When the class began, wordlessly, he picked up a very large and empty mayonnaise jar and proceeded to fill it with golf balls.

He then asked the students if the jar was full.

They agreed that it was.

The professor then picked up a box of pebbles and poured them into the jar.

He shook the jar lightly. The pebbles rolled into the open areas between the golf balls.

He then asked the students again if the jar was full.

They agreed it was.

The professor next picked up a box of sand and poured it into the jar.

Of course, the sand filled up everything else.

He asked once more if the jar was full.

The students responded with a unanimous 'yes.'

The professor then produced two cups of coffee from under the table and poured the entire contents into the jar, effectively filling the empty space between the sand.

The students laughed.

'Now,' said the professor, as the laughter subsided, 'I want you to recognize that this jar represents your life.

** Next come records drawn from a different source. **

impl ChunkDownloader {
    pub fn new(client: Client, blobs: BlobStore, repository: Arc<dyn OfflineRepository>) -> Self {
        Self {
            client,
            blobs,
            repository,
            retry_config: RetryConfig::default(),
        }
    }

    /// Create a ChunkDownloader with custom retry configuration
    pub fn with_retry_config(mut self, retry_config: RetryConfig) -> Self {
        self.retry_config = retry_config;
        self
    }

    /// Download every missing chunk of `url`.
    ///
    /// `expected_total` of 0 means unknown; the size is then probed from the
    /// origin. Chunks already in the blob store count as downloaded and are
    /// not refetched.
    pub async fn fetch(
        &self,
        url: &str,
        expected_total: u64,
        chunk_size: u64,
        cancel: &CancellationToken,
        progress: &mut dyn ProgressSink,
    ) -> Result<ChunkedOutcome, CacheError> {
        if chunk_size == 0 {
            return Err(CacheError::InvalidRequest("chunk size must be non-zero".into()));
        }

        let total = if expected_total > 0 {
            expected_total
        } else {
            self.probe_total(url, cancel).await?
        };
        let chunk_count = total.div_ceil(chunk_size);
        debug!(
            "Chunked fetch of {} ({} bytes, {} chunks of {})",
            url, total, chunk_count, chunk_size
        );

        // Written before the first chunk so the responder can do range math early
        self.persist_metadata(&ChunkedUrlMetadata::new(url, chunk_size, total, None))
            .await;

        let mut downloaded = 0u64;
        let mut content_type: Option<String> = None;
        let mut reused = 0u64;
        let mut fetched = 0u64;

        for index in 0..chunk_count {
            if cancel.is_cancelled() {
                return Err(CacheError::Cancelled);
            }

            let (start, end) = chunk_window(index, chunk_size, total);
            let expected_len = end - start + 1;
            let key = chunk_key(url, index, chunk_size);

            if let Ok(Some(meta)) = self.blobs.head(&key).await
                && meta.content_length == expected_len
            {
                if index == 0 {
                    content_type = meta.content_type;
                }
                reused += 1;
                downloaded += expected_len;
                progress.report(downloaded, total).await;
                continue;
            }

            let (data, chunk_type) = self
                .fetch_chunk_with_retry(url, index, (start, end), total, cancel)
                .await?;
            if index == 0 {
                content_type = chunk_type.clone();
            }

            let meta = BlobMeta::new(&key)
                .with_content_type(chunk_type)
                .with_chunk(index, chunk_size);
            self.blobs.put(&key, &data, meta).await?;

            fetched += 1;
            downloaded += expected_len;
            debug!("Chunk {}/{} of {} landed", index + 1, chunk_count, url);
            progress.report(downloaded, total).await;
        }

        self.persist_metadata(&ChunkedUrlMetadata::new(
            url,
            chunk_size,
            total,
            content_type.clone(),
        ))
        .await;

        info!(
            "Cached {} in {} chunks ({} fetched, {} reused)",
            url, chunk_count, fetched, reused
        );

        Ok(ChunkedOutcome {
            bytes_total: total,
            content_type,
            chunks_reused: reused,
            chunks_fetched: fetched,
        })
    }

    async fn persist_metadata(&self, metadata: &ChunkedUrlMetadata) {
        if let Err(e) = self.repository.put_chunked_url(metadata).await {
            warn!("Failed to record chunked metadata for {}: {:#}", metadata.url, e);
        }
    }

    /// Learn the authoritative size: `HEAD` first, then a one-byte range GET.
    pub async fn probe_total(&self, url: &str, cancel: &CancellationToken) -> Result<u64, CacheError> {
        let head = tokio::select! {
            biased;
            _ = cancel.cancelled() => return Err(CacheError::Cancelled),
            response = self.client.head(url).send() => response,
        };
        match head {
            Ok(response) if response.status().is_success() => {
                if let Some(total) = header_u64(response.headers(), CONTENT_LENGTH).filter(|t| *t > 0) {
                    return Ok(total);
                }
            }
            Ok(response) => debug!("HEAD {} answered {}", url, response.status()),
            Err(e) => debug!("HEAD {} failed: {}", url, e),
        }

        let response = tokio::select! {
            biased;
            _ = cancel.cancelled() => return Err(CacheError::Cancelled),
            response = self.client.get(url).header(RANGE, "bytes=0-0").send() => response?,
        };

        let total = match response.status() {
            StatusCode::PARTIAL_CONTENT => response
                .headers()
                .get(CONTENT_RANGE)
                .and_then(|v| v.to_str().ok())
                .and_then(total_from_content_range),
            status if status.is_success() => header_u64(response.headers(), CONTENT_LENGTH),
            status => {
                return Err(CacheError::HttpStatus {
                    status,
                    url: url.to_string(),
                });
            }
        };

        total
            .filter(|t| *t > 0)
            .ok_or_else(|| CacheError::UnresolvableSize {
                url: url.to_string(),
            })
    }

    async fn fetch_chunk_with_retry(
        &self,
        url: &str,
        index: u64,
        window: (u64, u64),
        total: u64,
        cancel: &CancellationToken,
    ) -> Result<(Bytes, Option<String>), CacheError> {
        let mut attempt = 0;
        let mut delay = self.retry_config.initial_delay;

        loop {
            attempt += 1;

            match self.try_fetch_chunk(url, index, window, total, cancel).await {
                Ok(chunk) => {
                    if attempt > 1 {
                        info!(
                            "Fetched chunk {} of {} after {} attempts",
                            index, url, attempt
                        );
                    }
                    return Ok(chunk);
                }
                Err(e) if e.is_cancelled() => return Err(e),
                Err(e) => {
                    if attempt > self.retry_config.max_retries || !is_retryable(&e) {
                        error!(
                            "Failed to fetch chunk {} of {} after {} attempts: {}",
                            index, url, attempt, e
                        );
                        return Err(e);
                    }

                    warn!(
                        "Attempt {} failed for chunk {} of {}: {}. Retrying in {:?}...",
                        attempt, index, url, e, delay
                    );

                    tokio::select! {
                        biased;
                        _ = cancel.cancelled() => return Err(CacheError::Cancelled),
                        _ = tokio::time::sleep(delay) => {}
                    }

                    delay = self.retry_config.next_delay(delay);
                }
            }
        }
    }

    /// One range request for exactly `[start, end]` of a `total`-byte file.
    async fn try_fetch_chunk(
        &self,
        url: &str,
        index: u64,
        (start, end): (u64, u64),
        total: u64,
        cancel: &CancellationToken,
    ) -> Result<(Bytes, Option<String>), CacheError> {
        let request = self
            .client
            .get(url)
            .header(RANGE, format!("bytes={}-{}", start, end))
            .send();

        let response = tokio::select! {
            biased;
            _ = cancel.cancelled() => return Err(CacheError::Cancelled),
            response = request => response?,
        };

        let status = response.status();
        if status != StatusCode::OK && status != StatusCode::PARTIAL_CONTENT {
            return Err(CacheError::HttpStatus {
                status,
                url: url.to_string(),
            });
        }

        // A manifest size that disagrees with the origin would cache a truncated file
        let origin_total = response
            .headers()
            .get(CONTENT_RANGE)
            .and_then(|v| v.to_str().ok())
            .and_then(total_from_content_range);
        if let Some(origin_total) = origin_total
            && origin_total != total
        {
            return Err(CacheError::SizeMismatch {
                url: url.to_string(),
                expected: total,
                actual: origin_total,
            });
        }

        let content_type = response
            .headers()
            .get(CONTENT_TYPE)
            .and_then(|v| v.to_str().ok())
            .map(str::to_string);

        let body = tokio::select! {
            biased;
            _ = cancel.cancelled() => return Err(CacheError::Cancelled),
            body = response.bytes() => body?,
        };

        let expected = end - start + 1;
        let data = if status == StatusCode::OK {
            // Origin ignored the range and sent the whole file
            if body.len() as u64 > total {
                return Err(CacheError::SizeMismatch {
                    url: url.to_string(),
                    expected: total,
                    actual: body.len() as u64,
                });
            }
            if (body.len() as u64) <= end {
                return Err(CacheError::ShortChunk {
                    url: url.to_string(),
                    index,
                    expected,
                    actual: body.len() as u64,
                });
            }
            body.slice(start as usize..=end as usize)
        } else {
            body
        };

        if data.len() as u64 != expected {
            return Err(CacheError::ShortChunk {
                url: url.to_string(),
                index,
                expected,
                actual: data.len() as u64,
            });
        }

        Ok((data, content_type))
    }
}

'The golf balls are the important things - your God, family, your children, your health, your friends, and your favorite passions - things that if everything else was lost and only they remained, your life would still be full.

'The pebbles are the other things that matter like your job, your house, and your car.

'The sand is everything else--the small stuff.

'If you put the sand into the jar first,' he continued, 'there is no room for the pebbles or the golf balls.

'The same goes for life.
'If you spend all your time and energy on the small stuff, you will never have room for the things that are important to you.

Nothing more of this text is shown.